The Justice Department's review of the origins of the Russia probe has become a criminal investigation, a source familiar with the matter confirmed to NPR.

It is unclear what prompted the shift from an administrative review to a formal criminal investigation, when the change took place or what potential crime is under investigation.

The change drew immediate criticism from Democrats, who have accused Attorney General William Barr of turning the Justice Department into a political weapon for President Trump.

"These reports, if true, raise profound new concerns that the Department of Justice under Attorney General William Barr has lost its independence and become a vehicle for President Trump's political revenge," said the Democratic chairmen of the House Judiciary and Intelligence Committees, Reps. Jerry Nadler of New York and Adam Schiff of California.

"If the Department of Justice may be used as a tool of political retribution or to help the president with a political narrative for the next election, the rule of law will suffer new and irreparable damage," they said.

Barr tapped the U.S. attorney for Connecticut, John Durham, in May to lead the review. It wasn't immediately clear whether Durham has impaneled a grand jury or what crime may be suspected.

Barr told Congress earlier this year that he wants to understand how and why investigators made decisions they did in 2016 when the FBI began to investigate what it later verified was a broad campaign of "active measures" by Russia targeting the U.S. election.

Former special counsel Robert Mueller later documented that interference in hundreds of pages of court documents and in his final report. Thirty-four individuals, including 25 Russian nationals, as well as three Russian entities, were indicted in the investigation.

Mueller's report documented many connections between Trump's campaign in 2016 and the Russian interference, but did not establish a conspiracy to throw the election.

The investigation also documented a number of episodes following the inauguration that could have been considered obstruction of justice, but Mueller did not make a charging decision because of Justice Department policy that a sitting president cannot be indicted.

Barr, however, concluded that the evidence did not establish that the president obstructed justice.

Black eye for the Bureau

At the same time, a number of embarrassing subplots for the FBI and the Justice Department drew intense criticism from Trump and supporters, who sought to fault investigators and undermine the basis for the Russia investigation.

A key special agent and a top lawyer mocked Trump in text messages on their official government phones during the time they were carrying on an extramarital affair. They were removed, as were other insiders suspected of political bias.

The director and deputy director of the FBI also were removed in the midst of a broader months-long political war over federal law enforcement.

Barr, who became attorney general in this context, told Congress that he wanted to understand why there had been what he called "spying" on Trump's campaign in 2016 and why neither the candidate nor his top aides were briefed by the FBI about its discoveries about Russian interference.

Trump and Republicans also have pressed Barr to look into a number of other chapters from the imbroglio, including the FBI's use of confidential human sources; conspiracy theories involving the 2016 cyberattack on the Democratic National Committee; Hillary Clinton and others.

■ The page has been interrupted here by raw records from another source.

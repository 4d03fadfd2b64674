//! Categorical breakdowns over mood, activity and location.

use serde::Serialize;

use crate::types::{Activity, Category, Location, Mood, SmokeLog};

/// Logs required before breakdowns and archetypes are shown.
pub const MIN_EVENTS_FOR_INSIGHTS: usize = 5;

/// A categorical field of a log.
#[derive(Debug, Clone, Copy, PartialEq, Eq, Hash, Serialize)]
#[serde(rename_all = "snake_case")]
pub enum Dimension {
    Mood,
    Activity,
    Location,
}

impl Dimension {
    pub fn as_str(&self) -> &'static str {
        match self {
            Dimension::Mood => "mood",
            Dimension::Activity => "activity",
            Dimension::Location => "location",
        }
    }
}

impl std::str::FromStr for Dimension {
    type Err = String;

    fn from_str(s: &str) -> Result<Self, Self::Err> {
        match s {
            "mood" => Ok(Dimension::Mood),
            "activity" => Ok(Dimension::Activity),
            "location" => Ok(Dimension::Location),
            _ => Err(format!("unknown dimension: {}", s)),
        }
    }
}

/// A value from any of the three catalogs.
#[derive(Debug, Clone, Copy, PartialEq, Eq, Hash, Serialize)]
#[serde(tag = "dimension", content = "value", rename_all = "snake_case")]
pub enum CategoryValue {
    Mood(Mood),
    Activity(Activity),
    Location(Location),
}

impl CategoryValue {
    pub fn label(&self) -> &'static str {
        match self {
            CategoryValue::Mood(m) => m.label(),
            CategoryValue::Activity(a) => a.label(),
            CategoryValue::Location(l) => l.label(),
        }
    }

    pub fn as_str(&self) -> &'static str {
        match self {
            CategoryValue::Mood(m) => m.as_str(),
            CategoryValue::Activity(a) => a.as_str(),
            CategoryValue::Location(l) => l.as_str(),
        }
    }
}

/// One row of a ranked breakdown.
#[derive(Debug, Clone, Copy, PartialEq, Serialize)]
pub struct CategoryCount {
    pub value: CategoryValue,
    pub count: u32,
    /// Share of all input logs, including logs without this field
    pub percentage: f64,
}

/// Count one dimension in catalog order, then rank.
fn rank<C: Category>(
    events: &[SmokeLog],
    extract: impl Fn(&SmokeLog) -> Option<C>,
    wrap: impl Fn(C) -> CategoryValue,
) -> Vec<CategoryCount> {
    let total = events.len();
    let mut counts = vec![0u32; C::ALL.len()];
    for value in events.iter().filter_map(&extract) {
        if let Some(slot) = counts.get_mut(value.catalog_index()) {
            *slot += 1;
        }
    }

    let mut ranked: Vec<CategoryCount> = C::ALL
        .iter()
        .zip(counts)
        .filter(|(_, count)| *count > 0)
        .map(|(value, count)| CategoryCount {
            value: wrap(*value),
            count,
            percentage: count as f64 / total as f64 * 100.0,
        })
        .collect();

    // Stable sort keeps catalog order among equal counts
    ranked.sort_by(|a, b| b.count.cmp(&a.count));
    ranked
}

/// Rank the values of `dimension` by how often they were logged.
///
/// Returns an empty list when fewer than [`MIN_EVENTS_FOR_INSIGHTS`] logs
/// are supplied.
pub fn breakdown(events: &[SmokeLog], dimension: Dimension) -> Vec<CategoryCount> {
    if events.len() < MIN_EVENTS_FOR_INSIGHTS {
        return Vec::new();
    }

    match dimension {
        Dimension::Mood => rank(events, |log| log.mood, CategoryValue::Mood),
        Dimension::Activity => rank(events, |log| log.activity, CategoryValue::Activity),
        Dimension::Location => rank(events, |log| log.location, CategoryValue::Location),
    }
}

/// All three breakdowns for one set of logs.
#[derive(Debug, Clone, Default, PartialEq, Serialize)]
pub struct BreakdownSet {
    /// Number of logs the breakdowns were computed from
    pub total_events: usize,
    pub mood: Vec<CategoryCount>,
    pub activity: Vec<CategoryCount>,
    pub location: Vec<CategoryCount>,
}

impl BreakdownSet {
    pub fn compute(events: &[SmokeLog]) -> Self {
        Self {
            total_events: events.len(),
            mood: breakdown(events, Dimension::Mood),
            activity: breakdown(events, Dimension::Activity),
            location: breakdown(events, Dimension::Location),
        }
    }

    pub fn get(&self, dimension: Dimension) -> &[CategoryCount] {
        match dimension {
            Dimension::Mood => &self.mood,
            Dimension::Activity => &self.activity,
            Dimension::Location => &self.location,
        }
    }

    pub fn top_mood(&self) -> Option<(Mood, u32)> {
        self.mood.first().and_then(|row| match row.value {
            CategoryValue::Mood(m) => Some((m, row.count)),
            _ => None,
        })
    }

    pub fn top_activity(&self) -> Option<(Activity, u32)> {
        self.activity.first().and_then(|row| match row.value {
            CategoryValue::Activity(a) => Some((a, row.count)),
            _ => None,
        })
    }

    pub fn top_location(&self) -> Option<(Location, u32)> {
        self.location.first().and_then(|row| match row.value {
            CategoryValue::Location(l) => Some((l, row.count)),
            _ => None,
        })
    }
}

It isn't clear what Durham is or isn't investigating or whether he has identified criminal activity.

But the Justice Department said in a letter to Congress in June that the Durham review was "broad in scope and multifaceted, and is intended to illuminate open questions regarding the activities of U.S. and foreign intelligence services as well as non-governmental organizations and individuals."

But the escalation of Durham's inquiry into a criminal case is politically important to Republicans, who call the Russia investigation the work of "biased" conspirators within a "deep state" who abused their powers out of political animus toward Trump and his campaign.

The top Republican on the House Judiciary Committee, Doug Collins of Georgia, welcomed the decision to upgrade the Durham probe to a criminal investigation.

"The special counsel's multi-million dollar investigation concluded that no Americans conspired with Russia in 2016," Collins said.

"As a result of the empty accusations about this president and what the inspector general found to be political bias at the top tiers of the FBI, Americans have unanswered questions about how the Russia investigation began."

Connection to the Ukraine affair

The Durham investigation also has become politically important to the White House's defense of its actions in the Ukraine affair.

Acting chief of staff Mick Mulvaney and other allies of Trump have said it was wholly appropriate for Trump to ask Ukraine's president and other heads of state for help with U.S. investigations that could uncover wrongdoing.

Mulvaney cited Durham's ongoing work and the need to answer what Mulvaney called lingering questions as one explanation for why Trump had asked the Ukrainians for investigations.

Trump or Barr also have asked the Italian, British and Australian governments to cooperate.

Democrats now pursuing an impeachment inquiry into Trump argue that Trump abused his office in threatening to withhold engagement and military assistance from Ukraine unless it agreed to launch investigations Trump thought might help him in the 2020 election.